Ben volta pro quarto, rindo, e eu corro novamente. Chego na floricultura as sete e dois, e a senhora Martins está parada na frente da porta de vidro, tentando acertar a chave.
- Bom dia! - falo, apressando-me para ajudá-la com as chaves
- Bom dia, querida. - ela sorri - Hoje será um dia e tanto!
Concordo, finalmente abrindo a porta. Dentro da loja está quente, então eu tiro meu casaco e pego o da senhora Martins também, levando-os para o fundo, onde os penduro e começo o meu trabalho.

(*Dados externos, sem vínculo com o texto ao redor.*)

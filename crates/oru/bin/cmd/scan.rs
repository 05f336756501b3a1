use alloy_primitives::Address;
use clap::{Parser, ValueHint};
use eyre::{Result, WrapErr};
use oru_cli::{opts::GlobalOpts, sh_note, sh_warn, stdin};
use oru_core::{
    NewContract,
    constants::{self, DEMO_ADDRESS, NETWORKS},
    parse_abi,
};
use std::path::PathBuf;

/// CLI arguments for `oru scan`.
#[derive(Clone, Debug, Parser)]
pub struct ScanArgs {
    /// The contract address. Stored as entered.
    #[arg(long, short, required_unless_present = "demo")]
    address: Option<String>,

    /// Path to the ABI JSON, either a bare array or an artifact with an `abi` field.
    ///
    /// Reads from stdin when absent or `-`.
    #[arg(long, value_hint = ValueHint::FilePath, value_name = "PATH")]
    abi: Option<PathBuf>,

    /// The network label. Defaults to the configured network.
    #[arg(long, short)]
    network: Option<String>,

    /// The display name. Defaults to the configured name.
    #[arg(long)]
    name: Option<String>,

    /// Store the bundled ERC-20 demo contract instead of reading an ABI.
    #[arg(long, conflicts_with_all = ["abi", "address"])]
    demo: bool,
}

impl ScanArgs {
    pub fn run(self, global: &GlobalOpts) -> Result<()> {
        let config = global.load_config()?;
        let Self { address, abi, network, name, demo } = self;

        let (address, abi) = if demo {
            (DEMO_ADDRESS.to_string(), constants::demo_abi())
        } else {
            let json = stdin::read_path_or_stdin(abi.as_deref())?;
            let abi = parse_abi(&json).wrap_err("could not scan contract")?;
            (address.unwrap_or_default(), abi)
        };

        if address.parse::<Address>().is_err() {
            warn!(%address, "not a 20-byte hex address");
            sh_warn!("`{address}` is not a valid address, storing it as entered");
        }

        let network = network.unwrap_or_else(|| config.network.clone());
        if !NETWORKS.contains(&network.as_str()) {
            sh_note!("`{network}` is not a known network label");
        }

        let draft = NewContract {
            name: name.unwrap_or_else(|| config.name.clone()),
            address,
            network,
            abi,
        };
        let record = super::open_store(&config).save(draft)?;
        sh_note!("stored {} ({} items)", record.name, record.abi.len());
        println!("{}", record.id);
        Ok(())
    }
}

Vou até a estufa e vejo como estão as plantas. Algumas floresceram durante a noite e agora enfeitam a estufa com suas cores.
Escuto o sino da porta anunciando o primeiro cliente e me apresso para pegar algumas da flores. Logo a loja estaria cheia, o natal era a data comemorativa que mais vendíamos depois do dia dos namorados e do dia das mães, e por isso sempre eramos a loja do bairro a fechar mais tarde.

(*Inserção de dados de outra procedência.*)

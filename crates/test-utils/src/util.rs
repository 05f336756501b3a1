use oru_config::Config;
use snapbox::cmd::OutputAssert;
use std::{
    ffi::OsString,
    fs,
    path::{Path, PathBuf},
};
use tempfile::TempDir;

/// Environment variables cleared before every run so the host cannot leak into tests.
const CLEARED_ENV: &[&str] = &[
    "RUST_LOG",
    "ORU_DEBUG",
    "ORU_LIBRARY",
    "ORU_STORE_DIR",
    "ORU_NETWORK",
    "ORU_NAME",
    "ORU_LINE_NUMBERS",
];

/// Creates a new project named `name` and a command running the binary at `bin` inside it.
pub fn setup_oru(name: &str, bin: impl Into<PathBuf>) -> (TestProject, TestCommand) {
    crate::init_tracing();
    let project = TestProject::new(name);
    let cmd = project.command(bin);
    (project, cmd)
}

/// A temporary project directory.
#[derive(Debug)]
pub struct TestProject {
    root: TempDir,
}

impl TestProject {
    /// Creates an empty project in a new temporary directory.
    ///
    /// # Panics
    ///
    /// If the directory cannot be created.
    pub fn new(name: &str) -> Self {
        let root = tempfile::Builder::new()
            .prefix(&format!("oru-{name}-"))
            .tempdir()
            .expect("failed to create project dir");
        trace!(root = ?root.path(), "created test project");
        Self { root }
    }

    pub fn root(&self) -> &Path {
        self.root.path()
    }

    /// Writes `contents` to `path`, relative to the root, creating parent directories.
    pub fn create_file(&self, path: impl AsRef<Path>, contents: impl AsRef<[u8]>) -> PathBuf {
        let path = self.root().join(path);
        if let Some(parent) = path.parent() {
            fs::create_dir_all(parent).expect("failed to create parent dir");
        }
        fs::write(&path, contents).expect("failed to write file");
        path
    }

    /// Writes `oru.toml`.
    pub fn write_config(&self, toml: &str) -> PathBuf {
        self.create_file(Config::FILE_NAME, toml)
    }

    /// Returns the config the binary will load for this project.
    pub fn config(&self) -> Config {
        Config::load_with_root(self.root()).expect("failed to load config")
    }

    /// Returns the record files in the store, sorted by name.
    pub fn stored_files(&self) -> Vec<PathBuf> {
        let Ok(entries) = fs::read_dir(self.config().store_path()) else { return Vec::new() };
        let mut files: Vec<_> = entries.map(|entry| entry.unwrap().path()).collect();
        files.sort();
        files
    }

    /// Returns a command running the binary at `bin` in this project.
    pub fn command(&self, bin: impl Into<PathBuf>) -> TestCommand {
        TestCommand {
            bin: bin.into(),
            root: self.root().to_path_buf(),
            args: Vec::new(),
            stdin: None,
            env: Vec::new(),
        }
    }
}

/// A reusable invocation of the `oru` binary.
#[derive(Clone, Debug)]
pub struct TestCommand {
    bin: PathBuf,
    root: PathBuf,
    args: Vec<OsString>,
    stdin: Option<Vec<u8>>,
    env: Vec<(OsString, OsString)>,
}

impl TestCommand {
    /// Clears the arguments, stdin and environment set so far.
    pub fn fuse(&mut self) -> &mut Self {
        self.args.clear();
        self.stdin = None;
        self.env.clear();
        self
    }

    pub fn arg(&mut self, arg: impl Into<OsString>) -> &mut Self {
        self.args.push(arg.into());
        self
    }

    pub fn args<I, A>(&mut self, args: I) -> &mut Self
    where
        I: IntoIterator<Item = A>,
        A: Into<OsString>,
    {
        self.args.extend(args.into_iter().map(Into::into));
        self
    }

    /// Feeds `input` to the command's stdin.
    pub fn stdin(&mut self, input: impl Into<Vec<u8>>) -> &mut Self {
        self.stdin = Some(input.into());
        self
    }

    pub fn env(&mut self, key: impl Into<OsString>, value: impl Into<OsString>) -> &mut Self {
        self.env.push((key.into(), value.into()));
        self
    }

    /// Runs the command and returns the output for assertions.
    #[track_caller]
    pub fn assert(&mut self) -> OutputAssert {
        let mut cmd = snapbox::cmd::Command::new(&self.bin)
            .current_dir(&self.root)
            .args(&self.args)
            .env("NO_COLOR", "1")
            .with_assert(test_assert());
        for key in CLEARED_ENV {
            cmd = cmd.env_remove(key);
        }
        for (key, value) in &self.env {
            cmd = cmd.env(key, value);
        }
        if let Some(stdin) = &self.stdin {
            cmd = cmd.stdin(stdin.clone());
        }
        debug!(args = ?self.args, "running oru");
        cmd.assert()
    }

    /// Runs the command and asserts it succeeded.
    #[track_caller]
    pub fn assert_success(&mut self) -> OutputAssert {
        self.assert().success()
    }

    /// Runs the command and asserts it failed.
    #[track_caller]
    pub fn assert_failure(&mut self) -> OutputAssert {
        self.assert().failure()
    }

    /// Runs the command, asserts it succeeded and returns its stdout.
    #[track_caller]
    pub fn stdout_lossy(&mut self) -> String {
        let assert = self.assert_success();
        String::from_utf8_lossy(&assert.get_output().stdout).into_owned()
    }
}

fn test_assert() -> snapbox::Assert {
    snapbox::Assert::new().action_env(snapbox::assert::DEFAULT_ACTION_ENV)
}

Depois de atender alguns clientes, começo a sentir meu estomago embrulhar. Encosto no balcão, respirando fundo.
- Você está bem? - uma garota que estava na loja pergunta, apreensiva, e a senhora Martins se junta a ela - Você não quer descansar um pouco?
Nego com a cabeça;
- Estou bem, só estou um pouco - sou interrompida pelo meu próprio vômito. Felizmente, consigo correr até a lixeira - enjoada - termino, sentando no chão.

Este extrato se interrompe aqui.